Yang was shocked by the mega-city Peking on arriving there in 1998. A greater contrast to life in his home province Gansu on the Tibetan roof of the world can hardly be imagined. His performance 'Iron' expresses the clash of these worlds. To a person whose childhood experience is embedded in a mystical love of nature, a city like Peking, whose rate of modernization is extraordinary by international standards, can be deeply vexing or even threatening. By having the number of his passport burned into his back, Yang is presenting in visual form the confrontation of the public and the private, of industrial modernity and rural tradition.
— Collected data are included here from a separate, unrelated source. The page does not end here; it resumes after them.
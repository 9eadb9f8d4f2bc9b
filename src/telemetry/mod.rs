//! Telemetry
//!
//! Metrics for credential lifecycle and resilience events. Log output goes
//! through the `tracing` facade; attempt-level records are delivered to
//! [`crate::resilience::AttemptObserver`].

pub mod metrics;

pub use metrics::{
    AuthMetrics, FallbackReason, InMemoryMetrics, MetricEntry, MetricLabels, NoOpMetrics,
};
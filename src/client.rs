//! Resilient Client
//!
//! Single entry point for authenticated calls to the annotation service.
//! Every call obtains a credential, attaches it, and runs through the
//! circuit breaker wrapping the retry executor wrapping the send. A
//! "credential expired" response gets exactly one refresh and one resend.

use serde::de::DeserializeOwned;
use serde::Serialize;
use std::collections::HashMap;
use std::sync::Arc;
use std::time::Instant;
use tracing::{debug, info, instrument, warn};

use crate::core::{
    send_with_deadline, HttpMethod, HttpRequest, HttpResponse, HttpTransport, ReqwestHttpTransport,
};
use crate::error::{
    error_from_response, AnnotationError, AnnotationResult, AuthenticationError, ProtocolError,
};
use crate::resilience::{
    AttemptObserver, CircuitBreaker, CircuitBreakerRegistry, RetryExecutor, TracingAttemptObserver,
};
use crate::telemetry::{AuthMetrics, NoOpMetrics};
use crate::token::{create_credential_provider, CredentialProvider};
use crate::types::{AnnotationConfig, Credential};

/// Downstream call described by the caller.
#[derive(Clone, Debug)]
pub struct ApiRequest {
    /// HTTP method.
    pub method: HttpMethod,
    /// Path relative to the base URL, e.g. `/tasks/42`.
    pub path: String,
    /// Extra headers. A caller-supplied `Authorization` header is replaced.
    pub headers: HashMap<String, String>,
    /// Serialized JSON body.
    pub body: Option<String>,
}

impl ApiRequest {
    pub fn new(method: HttpMethod, path: impl Into<String>) -> Self {
        Self {
            method,
            path: path.into(),
            headers: HashMap::new(),
            body: None,
        }
    }

    pub fn get(path: impl Into<String>) -> Self {
        Self::new(HttpMethod::Get, path)
    }

    pub fn post(path: impl Into<String>) -> Self {
        Self::new(HttpMethod::Post, path)
    }

    pub fn put(path: impl Into<String>) -> Self {
        Self::new(HttpMethod::Put, path)
    }

    pub fn patch(path: impl Into<String>) -> Self {
        Self::new(HttpMethod::Patch, path)
    }

    pub fn delete(path: impl Into<String>) -> Self {
        Self::new(HttpMethod::Delete, path)
    }

    pub fn header(mut self, name: impl Into<String>, value: impl Into<String>) -> Self {
        self.headers.insert(name.into(), value.into());
        self
    }

    /// Attach a JSON body.
    pub fn json<T: Serialize + ?Sized>(mut self, body: &T) -> Result<Self, ProtocolError> {
        let encoded = serde_json::to_string(body).map_err(|e| ProtocolError::InvalidJson {
            operation: self.operation(),
            message: e.to_string(),
        })?;
        self.body = Some(encoded);
        Ok(self)
    }

    /// `METHOD path` label.
    pub fn operation(&self) -> String {
        format!("{} {}", self.method.as_str(), self.path)
    }
}

/// Resilient, authenticated annotation-service client.
pub struct ResilientClient {
    config: Arc<AnnotationConfig>,
    transport: Arc<dyn HttpTransport>,
    credentials: Arc<dyn CredentialProvider>,
    retry: RetryExecutor,
    breaker: Option<Arc<CircuitBreaker>>,
    metrics: Arc<dyn AuthMetrics>,
}

impl ResilientClient {
    /// Create a client with the reqwest transport and breakers from `registry`.
    pub fn new(
        config: AnnotationConfig,
        registry: Arc<CircuitBreakerRegistry>,
    ) -> AnnotationResult<Self> {
        ResilientClientBuilder::new(config).registry(registry).build()
    }

    pub fn builder(config: AnnotationConfig) -> ResilientClientBuilder {
        ResilientClientBuilder::new(config)
    }

    pub fn config(&self) -> &AnnotationConfig {
        &self.config
    }

    /// Credential provider backing this client.
    pub fn credentials(&self) -> &Arc<dyn CredentialProvider> {
        &self.credentials
    }

    /// Breaker guarding this client's calls, if enabled.
    pub fn circuit_breaker(&self) -> Option<&Arc<CircuitBreaker>> {
        self.breaker.as_ref()
    }

    pub fn retry_executor(&self) -> &RetryExecutor {
        &self.retry
    }

    /// Execute an authenticated call.
    ///
    /// Returns the 2xx response, or the classified failure. Authentication
    /// failures clear stored credentials before surfacing.
    #[instrument(skip(self, request), fields(operation = %request.operation()))]
    pub async fn call(&self, request: ApiRequest) -> AnnotationResult<HttpResponse> {
        let url = self.config.endpoint(&request.path)?;
        let operation = request.operation();

        let credential = self
            .retry
            .execute("authenticate", || self.credentials.ensure_authenticated())
            .await
            .map_err(|e| self.surface(e))?;

        let context = match self.send_guarded(&request, &url, &operation, &credential).await {
            Err(AnnotationError::CredentialExpired { context }) => context,
            other => return other.map_err(|e| self.surface(e)),
        };

        debug!(reason = ?context.reason, "credential expired, refreshing once");
        let renewed = self
            .retry
            .execute("refresh", || self.credentials.force_refresh(&credential))
            .await
            .map_err(|e| self.surface(e))?;

        match self.send_guarded(&request, &url, &operation, &renewed).await {
            Err(AnnotationError::CredentialExpired { context }) => {
                self.metrics.record_expired_recovery(false);
                warn!("credential still expired after refresh");
                Err(self.surface(AuthenticationError::ExpiredAfterRefresh { context }.into()))
            }
            other => {
                self.metrics.record_expired_recovery(other.is_ok());
                other.map_err(|e| self.surface(e))
            }
        }
    }

    async fn send_guarded(
        &self,
        request: &ApiRequest,
        url: &str,
        operation: &str,
        credential: &Credential,
    ) -> AnnotationResult<HttpResponse> {
        let attempts = || {
            self.retry
                .execute(operation, || self.send_once(request, url, operation, credential))
        };

        match &self.breaker {
            Some(breaker) => breaker.execute(attempts).await,
            None => attempts().await,
        }
    }

    async fn send_once(
        &self,
        request: &ApiRequest,
        url: &str,
        operation: &str,
        credential: &Credential,
    ) -> AnnotationResult<HttpResponse> {
        let mut http = HttpRequest::new(request.method, url)
            .header("Accept", "application/json")
            .timeout(self.config.request_timeout);
        for (name, value) in &request.headers {
            if !name.eq_ignore_ascii_case("authorization") {
                http = http.header(name.clone(), value.clone());
            }
        }
        if let Some(body) = &request.body {
            if http.get_header("content-type").is_none() {
                http = http.header("Content-Type", "application/json");
            }
            http.body = Some(body.clone());
        }
        http = http.header("Authorization", credential.authorization_header());

        let started = Instant::now();
        let result = send_with_deadline(self.transport.as_ref(), http).await;
        let elapsed_ms = started.elapsed().as_secs_f64() * 1000.0;

        let response = match result {
            Ok(response) => response,
            Err(error) => {
                self.metrics.record_request(operation, None, elapsed_ms);
                return Err(error);
            }
        };
        self.metrics
            .record_request(operation, Some(response.status), elapsed_ms);

        if response.is_success() {
            return Ok(response);
        }

        Err(error_from_response(
            operation,
            response.status,
            &response.body,
            response.retry_after(),
            &[credential.access_secret()],
        ))
    }

    fn surface(&self, error: AnnotationError) -> AnnotationError {
        match &error {
            AnnotationError::CircuitOpen { breaker } => {
                self.metrics.record_circuit_rejection(breaker);
            }
            e if e.clears_credentials() => {
                self.credentials.clear();
            }
            _ => {}
        }
        error
    }

    /// GET `path` and decode the JSON body.
    pub async fn get_json<T: DeserializeOwned>(&self, path: &str) -> AnnotationResult<T> {
        self.call_json(ApiRequest::get(path)).await
    }

    /// POST `body` to `path` and decode the JSON response.
    pub async fn post_json<B: Serialize + ?Sized, T: DeserializeOwned>(
        &self,
        path: &str,
        body: &B,
    ) -> AnnotationResult<T> {
        self.call_json(ApiRequest::post(path).json(body)?).await
    }

    /// PUT `body` to `path` and decode the JSON response.
    pub async fn put_json<B: Serialize + ?Sized, T: DeserializeOwned>(
        &self,
        path: &str,
        body: &B,
    ) -> AnnotationResult<T> {
        self.call_json(ApiRequest::put(path).json(body)?).await
    }

    /// PATCH `path` with `body` and decode the JSON response.
    pub async fn patch_json<B: Serialize + ?Sized, T: DeserializeOwned>(
        &self,
        path: &str,
        body: &B,
    ) -> AnnotationResult<T> {
        self.call_json(ApiRequest::patch(path).json(body)?).await
    }

    /// DELETE `path`.
    pub async fn delete(&self, path: &str) -> AnnotationResult<()> {
        self.call(ApiRequest::delete(path)).await.map(|_| ())
    }

    async fn call_json<T: DeserializeOwned>(&self, request: ApiRequest) -> AnnotationResult<T> {
        let operation = request.operation();
        let response = self.call(request).await?;

        // 204/205 carry no body
        if matches!(response.status, 204 | 205) {
            return serde_json::from_value(serde_json::Value::Null).map_err(|e| {
                ProtocolError::InvalidJson {
                    operation,
                    message: e.to_string(),
                }
                .into()
            });
        }

        Ok(response.json(&operation)?)
    }
}

/// Builder wiring the client's collaborators.
pub struct ResilientClientBuilder {
    config: AnnotationConfig,
    transport: Option<Arc<dyn HttpTransport>>,
    credentials: Option<Arc<dyn CredentialProvider>>,
    registry: Option<Arc<CircuitBreakerRegistry>>,
    observer: Option<Arc<dyn AttemptObserver>>,
    metrics: Arc<dyn AuthMetrics>,
}

impl ResilientClientBuilder {
    pub fn new(config: AnnotationConfig) -> Self {
        Self {
            config,
            transport: None,
            credentials: None,
            registry: None,
            observer: None,
            metrics: Arc::new(NoOpMetrics),
        }
    }

    /// Use a custom transport instead of reqwest.
    pub fn transport(mut self, transport: Arc<dyn HttpTransport>) -> Self {
        self.transport = Some(transport);
        self
    }

    /// Use a custom credential provider instead of the one the auth mode implies.
    pub fn credentials(mut self, credentials: Arc<dyn CredentialProvider>) -> Self {
        self.credentials = Some(credentials);
        self
    }

    /// Share breakers through `registry`. Without one, the client owns a private breaker.
    pub fn registry(mut self, registry: Arc<CircuitBreakerRegistry>) -> Self {
        self.registry = Some(registry);
        self
    }

    pub fn observer(mut self, observer: Arc<dyn AttemptObserver>) -> Self {
        self.observer = Some(observer);
        self
    }

    pub fn metrics(mut self, metrics: Arc<dyn AuthMetrics>) -> Self {
        self.metrics = metrics;
        self
    }

    pub fn build(self) -> AnnotationResult<ResilientClient> {
        let config = self.config;

        let transport: Arc<dyn HttpTransport> = match self.transport {
            Some(transport) => transport,
            None => Arc::new(ReqwestHttpTransport::with_options(
                config.request_timeout,
                &config.user_agent,
            )?),
        };

        let credentials = match self.credentials {
            Some(credentials) => credentials,
            None => create_credential_provider(
                &config,
                Arc::clone(&transport),
                Arc::clone(&self.metrics),
            )?,
        };

        let breaker = config.circuit_breaker.clone().map(|breaker_config| {
            match &self.registry {
                Some(registry) => {
                    registry.get_or_create_with(&config.circuit_breaker_name, breaker_config)
                }
                None => Arc::new(CircuitBreaker::new(
                    config.circuit_breaker_name.clone(),
                    breaker_config,
                )),
            }
        });

        let observer = self
            .observer
            .unwrap_or_else(|| Arc::new(TracingAttemptObserver));
        let retry = RetryExecutor::with_observer(Arc::new(config.retry.clone()), observer);

        info!(
            base_url = %config.base_url,
            auth_mode = config.auth.as_str(),
            breaker = breaker.as_ref().map(|b| b.name()).unwrap_or("disabled"),
            "annotation client ready"
        );

        Ok(ResilientClient {
            config: Arc::new(config),
            transport,
            credentials,
            retry,
            breaker,
            metrics: self.metrics,
        })
    }
}

/// Create a client builder.
pub fn annotation_client(config: AnnotationConfig) -> ResilientClientBuilder {
    ResilientClientBuilder::new(config)
}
The performance 'China Red' (2004) is full of associations, like the title itself. The hue red is to be seen everywhere in China. Yang's performance which is named after this hue - in which he slits one of his fingers, mixes the blood with red Chinese ink, then paints portraits of strangers with it - refers to the wholly elementary and physical symbolism of the hue red. Since ink and silk are traditional Chinese materials, outside China 'China Red' also becomes something of a dialogue between cultures.